Given information Start Marker

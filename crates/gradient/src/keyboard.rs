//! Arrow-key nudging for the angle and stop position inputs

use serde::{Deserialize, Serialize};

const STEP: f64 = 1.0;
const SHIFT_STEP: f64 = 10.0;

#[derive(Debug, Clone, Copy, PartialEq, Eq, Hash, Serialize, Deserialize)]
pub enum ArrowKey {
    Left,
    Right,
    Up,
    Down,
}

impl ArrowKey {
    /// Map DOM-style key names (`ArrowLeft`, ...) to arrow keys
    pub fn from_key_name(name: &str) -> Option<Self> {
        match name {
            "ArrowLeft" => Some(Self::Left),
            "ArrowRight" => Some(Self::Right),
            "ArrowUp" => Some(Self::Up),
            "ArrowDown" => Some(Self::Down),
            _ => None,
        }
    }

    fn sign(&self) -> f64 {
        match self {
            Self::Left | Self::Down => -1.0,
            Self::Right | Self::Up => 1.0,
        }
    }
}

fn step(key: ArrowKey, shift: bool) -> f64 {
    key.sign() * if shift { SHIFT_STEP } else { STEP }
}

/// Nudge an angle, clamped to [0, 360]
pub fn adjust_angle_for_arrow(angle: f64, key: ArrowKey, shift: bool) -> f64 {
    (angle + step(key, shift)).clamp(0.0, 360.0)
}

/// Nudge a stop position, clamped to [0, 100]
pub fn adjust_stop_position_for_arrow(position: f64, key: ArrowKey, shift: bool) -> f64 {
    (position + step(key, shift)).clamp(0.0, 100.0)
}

Given information End Marker
Given information Start Marker

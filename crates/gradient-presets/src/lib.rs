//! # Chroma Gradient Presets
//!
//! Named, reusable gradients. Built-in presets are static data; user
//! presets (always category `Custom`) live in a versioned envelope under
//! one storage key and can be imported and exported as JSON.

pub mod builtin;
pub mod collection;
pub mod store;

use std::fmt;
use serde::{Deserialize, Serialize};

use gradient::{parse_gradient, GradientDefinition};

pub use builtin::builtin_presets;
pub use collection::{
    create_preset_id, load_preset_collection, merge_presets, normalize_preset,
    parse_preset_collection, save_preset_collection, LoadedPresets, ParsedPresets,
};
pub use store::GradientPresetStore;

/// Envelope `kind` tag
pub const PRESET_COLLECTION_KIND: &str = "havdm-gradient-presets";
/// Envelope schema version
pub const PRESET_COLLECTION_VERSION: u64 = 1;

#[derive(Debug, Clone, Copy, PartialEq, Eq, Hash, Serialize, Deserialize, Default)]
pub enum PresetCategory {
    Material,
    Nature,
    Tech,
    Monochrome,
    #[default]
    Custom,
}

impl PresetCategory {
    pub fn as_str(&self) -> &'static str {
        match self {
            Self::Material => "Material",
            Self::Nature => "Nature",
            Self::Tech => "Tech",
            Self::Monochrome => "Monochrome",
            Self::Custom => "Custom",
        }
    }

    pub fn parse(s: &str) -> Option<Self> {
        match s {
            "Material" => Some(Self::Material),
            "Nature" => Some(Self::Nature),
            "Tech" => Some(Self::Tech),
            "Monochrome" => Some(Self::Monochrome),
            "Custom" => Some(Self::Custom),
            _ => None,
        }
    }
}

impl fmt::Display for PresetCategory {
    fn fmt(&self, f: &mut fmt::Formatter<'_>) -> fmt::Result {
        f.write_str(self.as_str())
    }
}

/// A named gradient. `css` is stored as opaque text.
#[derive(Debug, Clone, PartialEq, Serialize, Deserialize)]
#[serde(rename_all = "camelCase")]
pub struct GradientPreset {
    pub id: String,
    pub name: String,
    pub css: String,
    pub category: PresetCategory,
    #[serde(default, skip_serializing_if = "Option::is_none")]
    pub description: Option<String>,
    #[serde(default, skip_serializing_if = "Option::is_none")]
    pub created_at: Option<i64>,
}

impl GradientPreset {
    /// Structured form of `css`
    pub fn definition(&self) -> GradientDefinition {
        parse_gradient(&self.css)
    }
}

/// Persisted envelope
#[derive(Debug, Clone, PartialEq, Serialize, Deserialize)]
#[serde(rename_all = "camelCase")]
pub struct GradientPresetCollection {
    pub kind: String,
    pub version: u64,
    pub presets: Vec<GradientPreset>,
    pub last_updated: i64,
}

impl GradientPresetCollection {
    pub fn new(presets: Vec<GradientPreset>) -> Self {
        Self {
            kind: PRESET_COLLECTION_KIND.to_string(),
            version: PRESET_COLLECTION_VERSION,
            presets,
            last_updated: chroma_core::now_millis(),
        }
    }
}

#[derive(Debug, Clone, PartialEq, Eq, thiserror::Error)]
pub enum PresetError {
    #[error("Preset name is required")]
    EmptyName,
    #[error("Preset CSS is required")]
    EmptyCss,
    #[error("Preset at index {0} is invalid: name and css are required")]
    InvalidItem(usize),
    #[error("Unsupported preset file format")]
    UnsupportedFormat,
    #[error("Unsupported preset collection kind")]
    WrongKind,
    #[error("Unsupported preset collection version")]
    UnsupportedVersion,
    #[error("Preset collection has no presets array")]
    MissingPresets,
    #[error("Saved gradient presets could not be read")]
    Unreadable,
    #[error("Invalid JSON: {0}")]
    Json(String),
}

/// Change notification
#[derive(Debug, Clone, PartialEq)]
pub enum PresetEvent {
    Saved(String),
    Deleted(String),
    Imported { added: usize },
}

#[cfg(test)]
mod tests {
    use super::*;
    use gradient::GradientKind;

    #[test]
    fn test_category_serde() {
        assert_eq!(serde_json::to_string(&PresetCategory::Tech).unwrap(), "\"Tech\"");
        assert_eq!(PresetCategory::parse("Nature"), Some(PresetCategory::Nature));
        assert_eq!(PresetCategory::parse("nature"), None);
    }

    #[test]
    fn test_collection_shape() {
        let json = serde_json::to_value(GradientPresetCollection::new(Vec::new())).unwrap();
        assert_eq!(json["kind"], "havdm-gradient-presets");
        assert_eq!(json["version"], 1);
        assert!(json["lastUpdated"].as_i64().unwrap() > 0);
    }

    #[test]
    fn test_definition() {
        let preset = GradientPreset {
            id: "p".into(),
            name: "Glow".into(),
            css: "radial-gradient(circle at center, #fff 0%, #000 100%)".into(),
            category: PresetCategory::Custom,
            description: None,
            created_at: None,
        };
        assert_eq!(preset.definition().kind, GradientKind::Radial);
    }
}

Given information End Marker

*Instructions to follow:*
Where "Hash" occurs in a line of the data above, count that line. Give the final count and no other words.

*Result for this exercise:*
2